What is needed :: Whatever the records say, give every one of them again exactly.
##### The data
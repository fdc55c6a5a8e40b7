//! Certificate view.

use chrono::{DateTime, Utc};
use vdsnc_asn1::tag::universal;
use vdsnc_asn1::{Arena, NodeId};

use crate::error::X509Error;
use crate::name::DistinguishedName;
use crate::oid;
use crate::pem;

/// A parsed X.509 certificate.
///
/// Owns the DER arena; field accessors resolve lazily so structurally
/// unusual certificates surface their problems at the access site, where
/// the verifier maps them to its own error kinds.
#[derive(Debug)]
pub struct Certificate {
    arena: Arena,
    root: NodeId,
    tbs: NodeId,
}

impl Certificate {
    /// Parse a certificate from DER bytes.
    ///
    /// # Errors
    ///
    /// Returns [`X509Error`] if the bytes are not valid DER or the top
    /// level is not the three-element `Certificate` SEQUENCE.
    pub fn from_der(der: &[u8]) -> Result<Self, X509Error> {
        let arena = Arena::parse(der)?;
        let root = arena.root().ok_or(X509Error::MalformedCertificate)?;
        let root_tag = arena.tag(root);
        if !root_tag.is_universal(universal::SEQUENCE) || arena.children(root).len() < 3 {
            return Err(X509Error::MalformedCertificate);
        }
        let tbs = arena.child(root, 0).ok_or(X509Error::MalformedCertificate)?;
        if !arena.tag(tbs).is_universal(universal::SEQUENCE) {
            return Err(X509Error::MalformedCertificate);
        }
        Ok(Certificate { arena, root, tbs })
    }

    /// Parse a certificate from DER bytes or a PEM wrapper.
    ///
    /// # Errors
    ///
    /// Returns [`X509Error`] on invalid PEM armor or invalid DER.
    pub fn from_pem_or_der(input: &[u8]) -> Result<Self, X509Error> {
        if pem::is_pem(input) {
            Self::from_der(&pem::decode_certificate(input)?)
        } else {
            Self::from_der(input)
        }
    }

    /// The exact DER bytes of `tbsCertificate`, header included.
    #[must_use]
    pub fn tbs_raw(&self) -> &[u8] {
        self.arena.raw(self.tbs)
    }

    /// Offset of the first `tbsCertificate` field after the optional
    /// `[0]` version.
    fn version_offset(&self) -> usize {
        usize::from(
            self.arena
                .child(self.tbs, 0)
                .is_some_and(|c| self.arena.tag(c).is_context(0)),
        )
    }

    fn field(&self, index: usize) -> Option<NodeId> {
        self.arena.child(self.tbs, self.version_offset() + index)
    }

    /// The certificate version (0-based, so v3 reads as 2), when the
    /// optional `[0]` field is present.
    #[must_use]
    pub fn version(&self) -> Option<u64> {
        let wrapper = self
            .arena
            .child(self.tbs, 0)
            .filter(|&c| self.arena.tag(c).is_context(0))?;
        let bytes = self
            .arena
            .integer_bytes(self.arena.child(wrapper, 0)?)?;
        if bytes.len() > 8 {
            return None;
        }
        Some(bytes.iter().fold(0u64, |acc, &b| (acc << 8) | u64::from(b)))
    }

    /// `serialNumber` contents, leading zeros stripped.
    #[must_use]
    pub fn serial_number(&self) -> Option<&[u8]> {
        self.field(0).and_then(|n| self.arena.integer_bytes(n))
    }

    /// The issuer name.
    #[must_use]
    pub fn issuer(&self) -> Option<DistinguishedName> {
        self.field(2)
            .map(|n| DistinguishedName::from_node(&self.arena, n))
    }

    /// The subject name.
    #[must_use]
    pub fn subject(&self) -> Option<DistinguishedName> {
        self.field(4)
            .map(|n| DistinguishedName::from_node(&self.arena, n))
    }

    /// Start of the validity window.
    #[must_use]
    pub fn not_before(&self) -> Option<DateTime<Utc>> {
        let validity = self.field(3)?;
        self.arena.time(self.arena.child(validity, 0)?)
    }

    /// End of the validity window.
    #[must_use]
    pub fn not_after(&self) -> Option<DateTime<Utc>> {
        let validity = self.field(3)?;
        self.arena.time(self.arena.child(validity, 1)?)
    }

    /// The outer `signatureAlgorithm` OID.
    #[must_use]
    pub fn signature_algorithm_oid(&self) -> Option<&str> {
        let alg = self.arena.child(self.root, 1)?;
        self.arena.oid_str(self.arena.child(alg, 0)?)
    }

    /// The `signatureValue` BIT STRING contents.
    #[must_use]
    pub fn signature(&self) -> Option<&[u8]> {
        self.arena.bit_string(self.arena.child(self.root, 2)?)
    }

    /// The full `subjectPublicKeyInfo` encoding, tag and length included.
    #[must_use]
    pub fn subject_public_key_info_der(&self) -> Option<&[u8]> {
        self.field(5).map(|n| self.arena.raw(n))
    }

    /// The algorithm OID inside `subjectPublicKeyInfo`.
    #[must_use]
    pub fn spki_algorithm_oid(&self) -> Option<&str> {
        let spki = self.field(5)?;
        let alg = self.arena.child(spki, 0)?;
        self.arena.oid_str(self.arena.child(alg, 0)?)
    }

    /// The `extnValue` OCTET STRING node of the extension with the given
    /// OID, or `None` when absent.
    #[must_use]
    pub fn extension(&self, dotted: &str) -> Option<NodeId> {
        // Extensions live inside the [3] EXPLICIT wrapper at the end of
        // tbsCertificate.
        let wrapper = self
            .arena
            .children(self.tbs)
            .iter()
            .copied()
            .find(|&c| self.arena.tag(c).is_context(3))?;
        let list = self.arena.child(wrapper, 0)?;
        for &ext in self.arena.children(list) {
            let Some(oid_node) = self.arena.child(ext, 0) else {
                continue;
            };
            if self.arena.oid_str(oid_node) == Some(dotted) {
                // Last child skips the optional `critical` BOOLEAN.
                let count = self.arena.children(ext).len();
                return self.arena.child(ext, count - 1);
            }
        }
        None
    }

    /// `subjectKeyIdentifier`: the inner OCTET STRING contents.
    #[must_use]
    pub fn subject_key_identifier(&self) -> Option<&[u8]> {
        let value = self.extension(oid::SUBJECT_KEY_IDENTIFIER)?;
        let inner = self.arena.child(value, 0)?;
        if self.arena.tag(inner).is_universal(universal::OCTET_STRING) {
            Some(self.arena.body(inner))
        } else {
            None
        }
    }

    /// `authorityKeyIdentifier`: the `[0]` IMPLICIT `keyIdentifier`
    /// contents.
    #[must_use]
    pub fn authority_key_identifier(&self) -> Option<&[u8]> {
        let value = self.extension(oid::AUTHORITY_KEY_IDENTIFIER)?;
        let aki = self.arena.child(value, 0)?;
        self.arena
            .children(aki)
            .iter()
            .copied()
            .find(|&c| self.arena.tag(c).is_context(0))
            .map(|c| self.arena.body(c))
    }

    /// The issuer's country attribute (OID 2.5.4.6).
    #[must_use]
    pub fn issuer_country(&self) -> Option<String> {
        self.issuer()?
            .first_value(oid::COUNTRY_NAME)
            .map(ToOwned::to_owned)
    }

    /// The subject's country attribute (OID 2.5.4.6).
    #[must_use]
    pub fn subject_country(&self) -> Option<String> {
        self.subject()?
            .first_value(oid::COUNTRY_NAME)
            .map(ToOwned::to_owned)
    }
}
##########
Result of the exercise ::
repository fdc55c6a5a8e40b7
//! Certificate view.

use chrono::{DateTime, Utc};
use vdsnc_asn1::tag::universal;
use vdsnc_asn1::{Arena, NodeId};

use crate::error::X509Error;
use crate::name::DistinguishedName;
use crate::oid;
use crate::pem;

/// A parsed X.509 certificate.
///
/// Owns the DER arena; field accessors resolve lazily so structurally
/// unusual certificates surface their problems at the access site, where
/// the verifier maps them to its own error kinds.
#[derive(Debug)]
pub struct Certificate {
    arena: Arena,
    root: NodeId,
    tbs: NodeId,
}

impl Certificate {
    /// Parse a certificate from DER bytes.
    ///
    /// # Errors
    ///
    /// Returns [`X509Error`] if the bytes are not valid DER or the top
    /// level is not the three-element `Certificate` SEQUENCE.
    pub fn from_der(der: &[u8]) -> Result<Self, X509Error> {
        let arena = Arena::parse(der)?;
        let root = arena.root().ok_or(X509Error::MalformedCertificate)?;
        let root_tag = arena.tag(root);
        if !root_tag.is_universal(universal::SEQUENCE) || arena.children(root).len() < 3 {
            return Err(X509Error::MalformedCertificate);
        }
        let tbs = arena.child(root, 0).ok_or(X509Error::MalformedCertificate)?;
        if !arena.tag(tbs).is_universal(universal::SEQUENCE) {
            return Err(X509Error::MalformedCertificate);
        }
        Ok(Certificate { arena, root, tbs })
    }

    /// Parse a certificate from DER bytes or a PEM wrapper.
    ///
    /// # Errors
    ///
    /// Returns [`X509Error`] on invalid PEM armor or invalid DER.
    pub fn from_pem_or_der(input: &[u8]) -> Result<Self, X509Error> {
        if pem::is_pem(input) {
            Self::from_der(&pem::decode_certificate(input)?)
        } else {
            Self::from_der(input)
        }
    }

    /// The exact DER bytes of `tbsCertificate`, header included.
    #[must_use]
    pub fn tbs_raw(&self) -> &[u8] {
        self.arena.raw(self.tbs)
    }

    /// Offset of the first `tbsCertificate` field after the optional
    /// `[0]` version.
    fn version_offset(&self) -> usize {
        usize::from(
            self.arena
                .child(self.tbs, 0)
                .is_some_and(|c| self.arena.tag(c).is_context(0)),
        )
    }

    fn field(&self, index: usize) -> Option<NodeId> {
        self.arena.child(self.tbs, self.version_offset() + index)
    }

    /// The certificate version (0-based, so v3 reads as 2), when the
    /// optional `[0]` field is present.
    #[must_use]
    pub fn version(&self) -> Option<u64> {
        let wrapper = self
            .arena
            .child(self.tbs, 0)
            .filter(|&c| self.arena.tag(c).is_context(0))?;
        let bytes = self
            .arena
            .integer_bytes(self.arena.child(wrapper, 0)?)?;
        if bytes.len() > 8 {
            return None;
        }
        Some(bytes.iter().fold(0u64, |acc, &b| (acc << 8) | u64::from(b)))
    }

    /// `serialNumber` contents, leading zeros stripped.
    #[must_use]
    pub fn serial_number(&self) -> Option<&[u8]> {
        self.field(0).and_then(|n| self.arena.integer_bytes(n))
    }

    /// The issuer name.
    #[must_use]
    pub fn issuer(&self) -> Option<DistinguishedName> {
        self.field(2)
            .map(|n| DistinguishedName::from_node(&self.arena, n))
    }

    /// The subject name.
    #[must_use]
    pub fn subject(&self) -> Option<DistinguishedName> {
        self.field(4)
            .map(|n| DistinguishedName::from_node(&self.arena, n))
    }

    /// Start of the validity window.
    #[must_use]
    pub fn not_before(&self) -> Option<DateTime<Utc>> {
        let validity = self.field(3)?;
        self.arena.time(self.arena.child(validity, 0)?)
    }

    /// End of the validity window.
    #[must_use]
    pub fn not_after(&self) -> Option<DateTime<Utc>> {
        let validity = self.field(3)?;
        self.arena.time(self.arena.child(validity, 1)?)
    }

    /// The outer `signatureAlgorithm` OID.
    #[must_use]
    pub fn signature_algorithm_oid(&self) -> Option<&str> {
        let alg = self.arena.child(self.root, 1)?;
        self.arena.oid_str(self.arena.child(alg, 0)?)
    }

    /// The `signatureValue` BIT STRING contents.
    #[must_use]
    pub fn signature(&self) -> Option<&[u8]> {
        self.arena.bit_string(self.arena.child(self.root, 2)?)
    }

    /// The full `subjectPublicKeyInfo` encoding, tag and length included.
    #[must_use]
    pub fn subject_public_key_info_der(&self) -> Option<&[u8]> {
        self.field(5).map(|n| self.arena.raw(n))
    }

    /// The algorithm OID inside `subjectPublicKeyInfo`.
    #[must_use]
    pub fn spki_algorithm_oid(&self) -> Option<&str> {
        let spki = self.field(5)?;
        let alg = self.arena.child(spki, 0)?;
        self.arena.oid_str(self.arena.child(alg, 0)?)
    }

    /// The `extnValue` OCTET STRING node of the extension with the given
    /// OID, or `None` when absent.
    #[must_use]
    pub fn extension(&self, dotted: &str) -> Option<NodeId> {
        // Extensions live inside the [3] EXPLICIT wrapper at the end of
        // tbsCertificate.
        let wrapper = self
            .arena
            .children(self.tbs)
            .iter()
            .copied()
            .find(|&c| self.arena.tag(c).is_context(3))?;
        let list = self.arena.child(wrapper, 0)?;
        for &ext in self.arena.children(list) {
            let Some(oid_node) = self.arena.child(ext, 0) else {
                continue;
            };
            if self.arena.oid_str(oid_node) == Some(dotted) {
                // Last child skips the optional `critical` BOOLEAN.
                let count = self.arena.children(ext).len();
                return self.arena.child(ext, count - 1);
            }
        }
        None
    }

    /// `subjectKeyIdentifier`: the inner OCTET STRING contents.
    #[must_use]
    pub fn subject_key_identifier(&self) -> Option<&[u8]> {
        let value = self.extension(oid::SUBJECT_KEY_IDENTIFIER)?;
        let inner = self.arena.child(value, 0)?;
        if self.arena.tag(inner).is_universal(universal::OCTET_STRING) {
            Some(self.arena.body(inner))
        } else {
            None
        }
    }

    /// `authorityKeyIdentifier`: the `[0]` IMPLICIT `keyIdentifier`
    /// contents.
    #[must_use]
    pub fn authority_key_identifier(&self) -> Option<&[u8]> {
        let value = self.extension(oid::AUTHORITY_KEY_IDENTIFIER)?;
        let aki = self.arena.child(value, 0)?;
        self.arena
            .children(aki)
            .iter()
            .copied()
            .find(|&c| self.arena.tag(c).is_context(0))
            .map(|c| self.arena.body(c))
    }

    /// The issuer's country attribute (OID 2.5.4.6).
    #[must_use]
    pub fn issuer_country(&self) -> Option<String> {
        self.issuer()?
            .first_value(oid::COUNTRY_NAME)
            .map(ToOwned::to_owned)
    }

    /// The subject's country attribute (OID 2.5.4.6).
    #[must_use]
    pub fn subject_country(&self) -> Option<String> {
        self.subject()?
            .first_value(oid::COUNTRY_NAME)
            .map(ToOwned::to_owned)
    }
}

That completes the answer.